After replying “I could only have found you in yourself, above me,” Augustine turns to the language of truth for aid and explanation: “Place there is none. … Truth, you are everywhere in session, ready to listen to all who ask counsel” and ready to “answer all diversity of questions.” (10.26) Thus does Augustine’s search for God in the Confessions culminate, not only identifying God as truth but highlighting the truth correlate of the identity relation. Moreover, “listening to all” and “answering all diversity of questions” are hallmark attributes of the operation of human reason, whether in searching memory for truth writ large (God) or in deliberating and determining truth in the varied affairs of everyday life, be they practical, ethical, scriptural, whatever. So does Augustine answer the question of where God is to be found, namely, wherever truth is to be found, in a way that at once illuminates truth and advances the case for God’s reality. Believers in the transcendence and reality of truth are thereby pressed to consider belief in God as well. At this point Augustine’s inquiry into memory ends. Going forward, concerned that truth’s clear answers are so little heard, Augustine proceeds to detail the worldly involvements, temptations, and human weaknesses that make the search for God, or truth, so difficult.

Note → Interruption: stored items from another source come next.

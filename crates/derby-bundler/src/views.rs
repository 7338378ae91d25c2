//! Client-side views module generation.
//!
//! The app's registered view templates are serialized into a CommonJS
//! module. On the client the framework calls the exported function with its
//! template helpers and view registry, which recreates every view that isn't
//! marked server-only.

use std::collections::BTreeMap;

use serde::{Deserialize, Serialize};

/// Per-view options carried to the client.
#[derive(Debug, Clone, Default, PartialEq, Serialize, Deserialize)]
#[serde(rename_all = "camelCase")]
pub struct ViewOptions {
    /// Keep this view out of the client bundle.
    #[serde(skip_serializing_if = "std::ops::Not::not")]
    pub server_only: bool,

    /// Custom element tag the view is registered under.
    #[serde(skip_serializing_if = "Option::is_none")]
    pub tag: Option<String>,

    /// Any further options, passed through verbatim.
    #[serde(flatten)]
    pub extra: BTreeMap<String, serde_json::Value>,
}

impl ViewOptions {
    pub fn server_only() -> Self {
        Self {
            server_only: true,
            ..Default::default()
        }
    }

    pub fn tag(mut self, tag: impl Into<String>) -> Self {
        self.tag = Some(tag.into());
        self
    }
}

#[derive(Debug, Clone, PartialEq)]
struct View {
    name: String,
    source: String,
    options: ViewOptions,
}

/// Ordered collection of view templates.
#[derive(Debug, Clone, Default)]
pub struct ViewRegistry {
    views: Vec<View>,
}

impl ViewRegistry {
    pub fn new() -> Self {
        Self::default()
    }

    /// Register a view. Registering the same name again replaces the
    /// template but keeps its original position.
    pub fn register(
        &mut self,
        name: impl Into<String>,
        source: impl Into<String>,
        options: ViewOptions,
    ) {
        let name = name.into();
        let source = source.into();
        match self.views.iter_mut().find(|v| v.name == name) {
            Some(existing) => {
                existing.source = source;
                existing.options = options;
            }
            None => self.views.push(View {
                name,
                source,
                options,
            }),
        }
    }

    pub fn len(&self) -> usize {
        self.views.len()
    }

    pub fn is_empty(&self) -> bool {
        self.views.is_empty()
    }

    pub fn names(&self) -> impl Iterator<Item = &str> {
        self.views.iter().map(|v| v.name.as_str())
    }

    /// Serialize the client views into module source.
    ///
    /// With `minify` the registrations are packed onto one line.
    pub fn views_source(&self, minify: bool) -> String {
        let registrations: Vec<String> = self
            .views
            .iter()
            .filter(|v| !v.options.server_only)
            .map(register_call)
            .collect();

        if minify {
            format!(
                "module.exports=function(derbyTemplates,views){{{}}};",
                registrations.join("")
            )
        } else {
            let mut out =
                String::from("module.exports = function(derbyTemplates, views) {\n");
            for call in &registrations {
                out.push_str("  ");
                out.push_str(call);
                out.push('\n');
            }
            out.push_str("};\n");
            out
        }
    }
}

fn register_call(view: &View) -> String {
    let options = serde_json::to_value(&view.options).unwrap_or_default();
    let has_options = options.as_object().is_some_and(|o| !o.is_empty());

    let name = js_string(&view.name);
    let source = js_string(&view.source);
    if has_options {
        format!("views.register({name}, {source}, {options});")
    } else {
        format!("views.register({name}, {source});")
    }
}

/// JSON string literal, with the two line terminators JSON allows but
/// older JS engines reject escaped.
fn js_string(value: &str) -> String {
    serde_json::Value::String(value.to_string())
        .to_string()
        .replace('\u{2028}', "\\u2028")
        .replace('\u{2029}', "\\u2029")
}

#[cfg(test)]
mod tests {
    use super::*;

    #[test]
    fn empty_registry_exports_noop() {
        let registry = ViewRegistry::new();
        assert_eq!(
            registry.views_source(false),
            "module.exports = function(derbyTemplates, views) {\n};\n"
        );
        assert_eq!(
            registry.views_source(true),
            "module.exports=function(derbyTemplates,views){};"
        );
    }

    #[test]
    fn registers_views_in_order() {
        let mut registry = ViewRegistry::new();
        registry.register("home", "<h1>{{title}}</h1>", ViewOptions::default());
        registry.register("nav", "<nav></nav>", ViewOptions::default().tag("app-nav"));

        let source = registry.views_source(false);
        let home = source.find(r#"views.register("home", "<h1>{{title}}</h1>");"#);
        let nav = source.find(r#"views.register("nav", "<nav></nav>", {"tag":"app-nav"});"#);
        assert!(home.is_some(), "{source}");
        assert!(nav.is_some(), "{source}");
        assert!(home < nav);
    }

    #[test]
    fn skips_server_only_views() {
        let mut registry = ViewRegistry::new();
        registry.register("email", "<p>secret</p>", ViewOptions::server_only());
        registry.register("page", "<p>public</p>", ViewOptions::default());

        let source = registry.views_source(true);
        assert!(!source.contains("email"));
        assert!(source.contains(r#"views.register("page", "<p>public</p>");"#));
        assert_eq!(registry.len(), 2);
    }

    #[test]
    fn re_registering_replaces_in_place() {
        let mut registry = ViewRegistry::new();
        registry.register("a", "one", ViewOptions::default());
        registry.register("b", "two", ViewOptions::default());
        registry.register("a", "three", ViewOptions::default());

        assert_eq!(registry.names().collect::<Vec<_>>(), vec!["a", "b"]);
        let source = registry.views_source(false);
        assert!(source.contains(r#""three""#));
        assert!(!source.contains(r#""one""#));
    }

    #[test]
    fn escapes_template_text() {
        let mut registry = ViewRegistry::new();
        registry.register("quote", "say \"hi\"\n\u{2028}", ViewOptions::default());

        let source = registry.views_source(false);
        assert!(source.contains(r#""say \"hi\"\n\u2028""#), "{source}");
    }
}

In Book X of The Confessions, Augustine interrogates memory in search of God. He proceeds by a series of steps, first establishing a phenomenology of the functioning of memory, then showing how memory, in connecting happiness and truth, leads him to God. In winding his way through memory’s labyrinth, intent on finding and knowing God, Augustine produces a surprising and persuasive case for the independent reality of truth. Readers are offered a remarkable account of movement in memory from the happy life to joy, to true joy, to joy in truth, to, simply, truth. Whether one follows Augustine a further step and identifies truth with God, the implicit presence of this belief throughout Augustine’s inner dialogue with memory unquestionably operates to deepen our understanding of human memory, transcendent being, and truth.

 

[1] Rex Warner, trans., The Confessions of St. Augustine (New York: New American Library, 1963. References in paper are parenthetical by book and chapter; for example, Book X, Chapter 1, is cited as (10.1).